> Work item: From the data underneath, reproduce exactly the stretch that begins at the line with "pub struct CollectingSink" and ends after the line with "pub fn into_inner(self)".

•••

impl Analyzer {
    /// Creates a new builder for configuring an analyzer.
    #[must_use]
    pub fn builder() -> AnalyzerBuilder {
        AnalyzerBuilder::new()
    }

    /// Returns the root directory being analyzed.
    #[must_use]
    pub fn root(&self) -> &Path {
        &self.root
    }

    /// Returns the number of registered rules.
    #[must_use]
    pub fn rule_count(&self) -> usize {
        self.rules.len()
    }

    /// Returns the pattern cache shared by all checks.
    #[must_use]
    pub fn patterns(&self) -> &PatternCache {
        &self.patterns
    }

    /// Analyzes every module under the root and returns the results.
    ///
    /// # Errors
    ///
    /// Returns an error if discovery fails, the reference data is unusable,
    /// a rule fails, or a file does not parse while `fail_on_parse_error` is
    /// set.
    pub fn analyze(&self) -> Result<LintResult, AnalyzerError> {
        info!("Starting analysis at {}", self.root.display());

        // Surface unusable reference data even when there is nothing to check.
        self.patterns.patterns()?;

        let files = self.discover_files()?;
        let mut by_dir: BTreeMap<PathBuf, Vec<PathBuf>> = BTreeMap::new();
        for path in files {
            let dir = path.parent().map(Path::to_path_buf).unwrap_or_default();
            by_dir.entry(dir).or_default().push(path);
        }
        info!("Found {} modules to analyze", by_dir.len());

        let mut result = LintResult::new();
        let mut sink = self.sink();

        for (dir, paths) in &by_dir {
            let module = self.load_module(dir, paths)?;
            result.files_checked += module.files().len();
            if let Flow::Stop = self.run_rules(&module, &mut sink)? {
                result.truncated = true;
                break;
            }
        }

        result.issues = sink.into_inner().into_issues();
        result.sort();

        info!(
            "Analysis complete: {} issues in {} files",
            result.issues.len(),
            result.files_checked
        );

        Ok(result)
    }

    /// Runs every rule against an already parsed module.
    ///
    /// # Errors
    ///
    /// Returns an error if a rule fails.
    pub fn check_module(&self, module: &ModuleContext) -> Result<LintResult, AnalyzerError> {
        let mut sink = self.sink();
        let truncated = matches!(self.run_rules(module, &mut sink)?, Flow::Stop);
        let mut result = LintResult {
            issues: sink.into_inner().into_issues(),
            files_checked: module.files().len(),
            truncated,
        };
        result.sort();
        Ok(result)
    }

    fn sink(&self) -> LimitedSink<CollectingSink> {
        LimitedSink::new(CollectingSink::new(), self.max_issues.unwrap_or(usize::MAX))
    }

    fn run_rules(
        &self,
        module: &ModuleContext,
        sink: &mut dyn IssueSink,
    ) -> Result<Flow, AnalyzerError> {
        for rule in &self.rules {
            if self.config.rule_enabled(rule.name()) == Some(false) {
                debug!("Skipping disabled rule: {}", rule.name());
                continue;
            }

            let severity = self
                .config
                .rule_severity(rule.name())
                .unwrap_or_else(|| rule.default_severity());
            let ctx = CheckContext::new(module, &self.patterns, severity);

            match rule.check(&ctx, sink) {
                Ok(()) => {}
                Err(CheckError::Sink(e)) => {
                    warn!("{e}; stopping analysis");
                    return Ok(Flow::Stop);
                }
                Err(source) => {
                    return Err(AnalyzerError::Check {
                        rule: rule.name(),
                        module: module.dir().to_path_buf(),
                        source,
                    })
                }
            }
        }
        Ok(Flow::Continue)
    }

    /// Reads and parses the files of one directory.
    fn load_module(&self, dir: &Path, paths: &[PathBuf]) -> Result<ModuleContext, AnalyzerError> {
        let mut module = ModuleContext::new(self.relative(dir));
        for path in paths {
            debug!("Parsing: {}", path.display());
            let content = std::fs::read_to_string(path)?;
            match SourceFile::parse(self.relative(path), content) {
                Ok(file) => module.push(file),
                Err(e) => {
                    warn!("Failed to parse {}: {}", e.path.display(), e.message);
                    if self.fail_on_parse_error {
                        return Err(e.into());
                    }
                }
            }
        }
        Ok(module)
    }

    fn relative(&self, path: &Path) -> PathBuf {
        path.strip_prefix(&self.root)
            .map_or_else(|_| path.to_path_buf(), Path::to_path_buf)
    }

    /// Discovers all Terraform files to analyze.
    fn discover_files(&self) -> Result<Vec<PathBuf>, AnalyzerError> {
        let respect = self.respect_gitignore;
        let mut builder = ignore::WalkBuilder::new(&self.root);
        builder
            .hidden(false)
            .git_ignore(respect)
            .git_global(respect)
            .git_exclude(respect)
            .ignore(respect)
            .require_git(false)
            .filter_entry(|entry| entry.file_name() != ".git");

        let mut files = Vec::new();
        for entry in builder.build() {
            let entry = entry?;
            let path = entry.path();

            if !path.is_file() || path.extension().and_then(|e| e.to_str()) != Some("tf") {
                continue;
            }

            if self.should_exclude(path) {
                debug!("Excluding: {}", path.display());
                continue;
            }

            files.push(path.to_path_buf());
        }

        files.sort();
        Ok(files)
    }

    /// Checks if a path should be excluded.
    fn should_exclude(&self, path: &Path) -> bool {
        let relative = self.relative(path);
        if self
            .excludes
            .iter()
            .any(|p| p.matches_path(path) || p.matches_path(&relative))
        {
            return true;
        }

        // Directory patterns like "**/.terraform/**" also match at the root.
        let relative = relative.to_string_lossy();
        self.exclude_patterns.iter().any(|pattern| {
            let clean = pattern.replace("**/", "").replace("/**", "");
            !clean.is_empty()
                && !clean.contains('*')
                && relative
                    .split(['/', '\\'])
                    .any(|component| component == clean)
        })
    }
}
//! Destinations for issues.

use crate::types::Issue;

/// Errors returned by a sink that refuses an issue.
#[derive(Debug, Clone, PartialEq, Eq, thiserror::Error)]
pub enum SinkError {
    /// The sink already holds its maximum number of issues.
    #[error("Issue limit of {limit} reached")]
    LimitReached {
        /// Configured maximum.
        limit: usize,
    },
}

/// Receives issues as checks find them.
pub trait IssueSink {
    /// Accepts one issue.
    ///
    /// # Errors
    ///
    /// Returns an error if the sink refuses the issue; the check stops.
    fn emit(&mut self, issue: Issue) -> Result<(), SinkError>;
}

/// Stores every issue in memory.
#[derive(Debug, Default)]
pub struct CollectingSink {
    issues: Vec<Issue>,
}

impl CollectingSink {
    /// Creates an empty sink.
    #[must_use]
    pub fn new() -> Self {
        Self::default()
    }

    /// Returns the issues received so far.
    #[must_use]
    pub fn issues(&self) -> &[Issue] {
        &self.issues
    }

    /// Consumes the sink and returns its issues.
    #[must_use]
    pub fn into_issues(self) -> Vec<Issue> {
        self.issues
    }
}

impl IssueSink for CollectingSink {
    fn emit(&mut self, issue: Issue) -> Result<(), SinkError> {
        self.issues.push(issue);
        Ok(())
    }
}

/// Forwards to an inner sink until `limit` issues were accepted.
#[derive(Debug)]
pub struct LimitedSink<S> {
    inner: S,
    limit: usize,
    accepted: usize,
}

impl<S: IssueSink> LimitedSink<S> {
    /// Wraps `inner`.
    #[must_use]
    pub fn new(inner: S, limit: usize) -> Self {
        Self {
            inner,
            limit,
            accepted: 0,
        }
    }

    /// Number of issues accepted.
    #[must_use]
    pub fn accepted(&self) -> usize {
        self.accepted
    }

    /// Returns the wrapped sink.
    #[must_use]
    pub fn into_inner(self) -> S {
        self.inner
    }
}

impl<S: IssueSink> IssueSink for LimitedSink<S> {
    fn emit(&mut self, issue: Issue) -> Result<(), SinkError> {
        if self.accepted >= self.limit {
            return Err(SinkError::LimitReached { limit: self.limit });
        }
        self.inner.emit(issue)?;
        self.accepted += 1;
        Ok(())
    }
}
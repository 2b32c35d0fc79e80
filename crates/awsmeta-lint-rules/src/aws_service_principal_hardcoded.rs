//! Rule to flag hardcoded service principals.
//!
//! `lambda.amazonaws.com` is wrong in China (`amazonaws.com.cn`) and, for some
//! services, in GovCloud. The `aws_service_principal` data source returns the
//! right name for the current partition.
//!
//! Off by default.

use awsmeta_lint_core::engine::{self, CheckPlan, Family, Scope, ValueShape};
use awsmeta_lint_core::{CheckContext, CheckError, Emitter, IssueSink, Rule};

/// Rule code for aws-service-principal-hardcoded.
pub const CODE: &str = "AM007";

/// Rule name for aws-service-principal-hardcoded.
pub const NAME: &str = "aws-service-principal-hardcoded";

const PLAN: CheckPlan = CheckPlan {
    scope: Scope::WholeTree,
    shape: ValueShape::Any,
    families: &[Family::ServicePrincipal],
    subject: None,
};

/// Flags `<service>.amazonaws.com` style literals.
#[derive(Debug, Clone, Copy, Default)]
pub struct AwsServicePrincipalHardcoded;

impl AwsServicePrincipalHardcoded {
    /// Creates the rule.
    #[must_use]
    pub const fn new() -> Self {
        Self
    }
}

impl Rule for AwsServicePrincipalHardcoded {
    fn name(&self) -> &'static str {
        NAME
    }

    fn code(&self) -> &'static str {
        CODE
    }

    fn description(&self) -> &'static str {
        "Flags hardcoded service principals"
    }

    fn enabled_by_default(&self) -> bool {
        false
    }

    fn check(&self, ctx: &CheckContext<'_>, sink: &mut dyn IssueSink) -> Result<(), CheckError> {
        engine::run(&PLAN, ctx, &Emitter::for_rule(self, ctx.severity), sink)
    }
}

#[cfg(test)]
mod tests {
    use super::*;
    use crate::test_support::check;

    fn trust_policy(service: &str) -> String {
        format!(
            r#"
resource "aws_iam_role" "test" {{
  assume_role_policy = jsonencode({{
    Statement = [{{
      Principal = {{
        Service = {service}
      }}
    }}]
  }})
}}
"#
        )
    }

    fn count(service: &str) -> usize {
        check(&AwsServicePrincipalHardcoded::new(), &trust_policy(service)).len()
    }

    #[test]
    fn test_each_partition_suffix() {
        assert_eq!(count("\"s3.amazonaws.com\""), 1);
        assert_eq!(count("\"lambda.amazonaws.com.cn\""), 1);
        assert_eq!(count("\"ec2.amazonaws-us-gov.com\""), 1);
    }

    #[test]
    fn test_multiple_principals() {
        let issues = check(
            &AwsServicePrincipalHardcoded::new(),
            &trust_policy(
                r#"[
          "lambda.amazonaws.com",
          "ec2.amazonaws.com",
          "ecs-tasks.amazonaws.com"
        ]"#,
            ),
        );
        assert_eq!(issues.len(), 3);
        insta::assert_snapshot!(
            &issues[2].message,
            @"Hardcoded service principal 'ecs-tasks.amazonaws.com' found. Consider using data.aws_service_principal.ecs_tasks.name for multi-partition compatibility"
        );
    }

    #[test]
    fn test_china_suffix_not_split() {
        let issues = check(
            &AwsServicePrincipalHardcoded::new(),
            &trust_policy("\"lambda.amazonaws.com.cn\""),
        );
        assert!(issues[0].message.contains("'lambda.amazonaws.com.cn'"));
    }

    #[test]
    fn test_data_source_and_dns_suffix() {
        assert_eq!(count("data.aws_service_principal.s3.name"), 0);
        assert_eq!(count("\"s3.${data.aws_partition.current.dns_suffix}\""), 0);
    }
}
//! Rule to flag regions hardcoded in the AWS provider block.
//!
//! Off by default: pinning the provider region is common and often intended.
//! Enable it for modules that must deploy to any region.
//!
//! # Detected Patterns
//!
//! - `provider "aws" { region = "us-east-1" }`
//! - a region in the ARN of `assume_role { role_arn = ... }`

use awsmeta_lint_core::engine::{self, CheckPlan, Family, Scope, ValueShape};
use awsmeta_lint_core::{AttributeTarget, CheckContext, CheckError, Emitter, IssueSink, Rule};

/// Rule code for aws-provider-hardcoded-region.
pub const CODE: &str = "AM005";

/// Rule name for aws-provider-hardcoded-region.
pub const NAME: &str = "aws-provider-hardcoded-region";

const TARGETS: &[AttributeTarget] = &[
    AttributeTarget::provider("aws", "region"),
    AttributeTarget::provider("aws", "role_arn").within("assume_role"),
];

const PLAN: CheckPlan = CheckPlan {
    scope: Scope::Attributes(TARGETS),
    shape: ValueShape::Any,
    families: &[Family::RegionExact, Family::RegionInArn],
    subject: Some("provider configuration"),
};

/// Flags hardcoded regions in `provider "aws"` blocks.
#[derive(Debug, Clone, Copy, Default)]
pub struct AwsProviderHardcodedRegion;

impl AwsProviderHardcodedRegion {
    /// Creates the rule.
    #[must_use]
    pub const fn new() -> Self {
        Self
    }
}

impl Rule for AwsProviderHardcodedRegion {
    fn name(&self) -> &'static str {
        NAME
    }

    fn code(&self) -> &'static str {
        CODE
    }

    fn description(&self) -> &'static str {
        "Flags hardcoded regions in AWS provider configuration"
    }

    fn enabled_by_default(&self) -> bool {
        false
    }

    fn check(&self, ctx: &CheckContext<'_>, sink: &mut dyn IssueSink) -> Result<(), CheckError> {
        engine::run(&PLAN, ctx, &Emitter::for_rule(self, ctx.severity), sink)
    }
}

•••

> Expected answer:
pub struct CollectingSink {
    issues: Vec<Issue>,
}

impl CollectingSink {
    /// Creates an empty sink.
    #[must_use]
    pub fn new() -> Self {
        Self::default()
    }

    /// Returns the issues received so far.
    #[must_use]
    pub fn issues(&self) -> &[Issue] {
        &self.issues
    }

    /// Consumes the sink and returns its issues.
    #[must_use]
    pub fn into_issues(self) -> Vec<Issue> {
        self.issues
    }
}

impl IssueSink for CollectingSink {
    fn emit(&mut self, issue: Issue) -> Result<(), SinkError> {
        self.issues.push(issue);
        Ok(())
    }
}

/// Forwards to an inner sink until `limit` issues were accepted.
#[derive(Debug)]
pub struct LimitedSink<S> {
    inner: S,
    limit: usize,
    accepted: usize,
}

impl<S: IssueSink> LimitedSink<S> {
    /// Wraps `inner`.
    #[must_use]
    pub fn new(inner: S, limit: usize) -> Self {
        Self {
            inner,
            limit,
            accepted: 0,
        }
    }

    /// Number of issues accepted.
    #[must_use]
    pub fn accepted(&self) -> usize {
        self.accepted
    }

    /// Returns the wrapped sink.
    #[must_use]
    pub fn into_inner(self) -> S {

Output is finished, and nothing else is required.